Authoritarians can be clowns, which makes it easy to laugh them off. I am sure that Biden will be inaugurated and that there will be the superficial appearance of a “return to normalcy” in this country. It will be tempting to think that those who stormed the Capitol did so out of desperation and no longer need to be worried about. Resist this temptation. To me, the only thing that keeps the far right from seizing power in this country is that they have not got an effective and charismatic leader. Donald Trump is lazy and a bungler, rather than a committed ideologue like Hitler.
One should be careful about making too many close comparisons between 1920s-’40s fascism and the situation of the present day. What we can do is draw lessons about how power works. In 1930s Germany, a creaking liberal government that could not solve basic social problems was vulnerable to an organized far-right movement, which never commanded a majority of the vote but was nevertheless able to run rings around politicians who assumed that their constitution and laws would save them. Today, we need to make sure not to think that because the right has suffered a serious electoral setback, it will not come back with even greater force. (And we have learned that the police and military just might not be dependable allies of democracy at critical moments.)

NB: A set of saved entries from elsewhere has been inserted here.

// src/modules/version.rs
//! Vendor module versions
//!
//! Vendor automation modules version with up to four dotted numeric
//! components (e.g. `13.2.0.22643733`), which rules out strict semver.
//! Comparison pads missing components with zeros, so `13.2` == `13.2.0.0`.

use std::cmp::Ordering;
use std::fmt;
use std::str::FromStr;

/// A dotted numeric module version
#[derive(Debug, Clone)]
pub struct ModuleVersion {
    components: Vec<u64>,
}

/// Error for unparseable version strings
#[derive(Debug, Clone, PartialEq, Eq)]
pub struct InvalidVersion(pub String);

impl fmt::Display for InvalidVersion {
    fn fmt(&self, f: &mut fmt::Formatter<'_>) -> fmt::Result {
        write!(f, "invalid module version '{}'", self.0)
    }
}

impl std::error::Error for InvalidVersion {}

impl ModuleVersion {
    /// Build a version from explicit components
    pub fn new(components: &[u64]) -> Self {
        Self {
            components: components.to_vec(),
        }
    }

    /// Major component (0 when absent)
    pub fn major(&self) -> u64 {
        self.component(0)
    }

    /// Minor component (0 when absent)
    pub fn minor(&self) -> u64 {
        self.component(1)
    }

    /// Whether two versions share the `major.minor` branch
    pub fn same_branch(&self, other: &ModuleVersion) -> bool {
        self.major() == other.major() && self.minor() == other.minor()
    }

    fn component(&self, index: usize) -> u64 {
        self.components.get(index).copied().unwrap_or(0)
    }
}

impl FromStr for ModuleVersion {
    type Err = InvalidVersion;

    fn from_str(s: &str) -> Result<Self, Self::Err> {
        let trimmed = s.trim();
        if trimmed.is_empty() {
            return Err(InvalidVersion(s.to_string()));
        }

        let components = trimmed
            .split('.')
            .map(|part| part.parse::<u64>())
            .collect::<Result<Vec<_>, _>>()
            .map_err(|_| InvalidVersion(s.to_string()))?;

        Ok(Self { components })
    }
}

impl fmt::Display for ModuleVersion {
    fn fmt(&self, f: &mut fmt::Formatter<'_>) -> fmt::Result {
        let text = self
            .components
            .iter()
            .map(|c| c.to_string())
            .collect::<Vec<_>>()
            .join(".");
        write!(f, "{}", text)
    }
}

impl PartialEq for ModuleVersion {
    fn eq(&self, other: &Self) -> bool {
        self.cmp(other) == Ordering::Equal
    }
}

impl Eq for ModuleVersion {}

impl PartialOrd for ModuleVersion {
    fn partial_cmp(&self, other: &Self) -> Option<Ordering> {
        Some(self.cmp(other))
    }
}

impl Ord for ModuleVersion {
    fn cmp(&self, other: &Self) -> Ordering {
        let width = self.components.len().max(other.components.len());
        for index in 0..width {
            match self.component(index).cmp(&other.component(index)) {
                Ordering::Equal => continue,
                unequal => return unequal,
            }
        }
        Ordering::Equal
    }
}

The best protection against this is for Joe Biden to deliver the American people the kinds of gains that will make them unlikely to fall for the right’s pitch. Franklin Roosevelt, by giving people things like the G.I. Bill, Social Security, and the Works Progress Administration, ensured that huge numbers of ordinary people would think positively about their government, because it had put money in their pocket, given them a free college education, or given them a job. If the Democrats deliver the hugely popular $2,000 checks, and follow it up with a $15 minimum wage, paid family leave, free college, student debt forgiveness, Medicare For All, and a Green New Deal—which there are no excuses not to do now that they control the executive and legislative branches—then every person in the country will have gotten something tangible from the administration. These will include the ability to go to school without worrying about debt, the ability to go to the doctor without having to think about the bill, the ability to have a child without worrying you’ll need to go back to work the day after, and the knowledge that one’s grandchildren might live on a habitable planet with a sustainable civilization. A government that delivers for people inoculates them against the appeals of fascist demagogues.

I am of course not at all confident that Joe Biden will make any serious attempt to deliver these policies.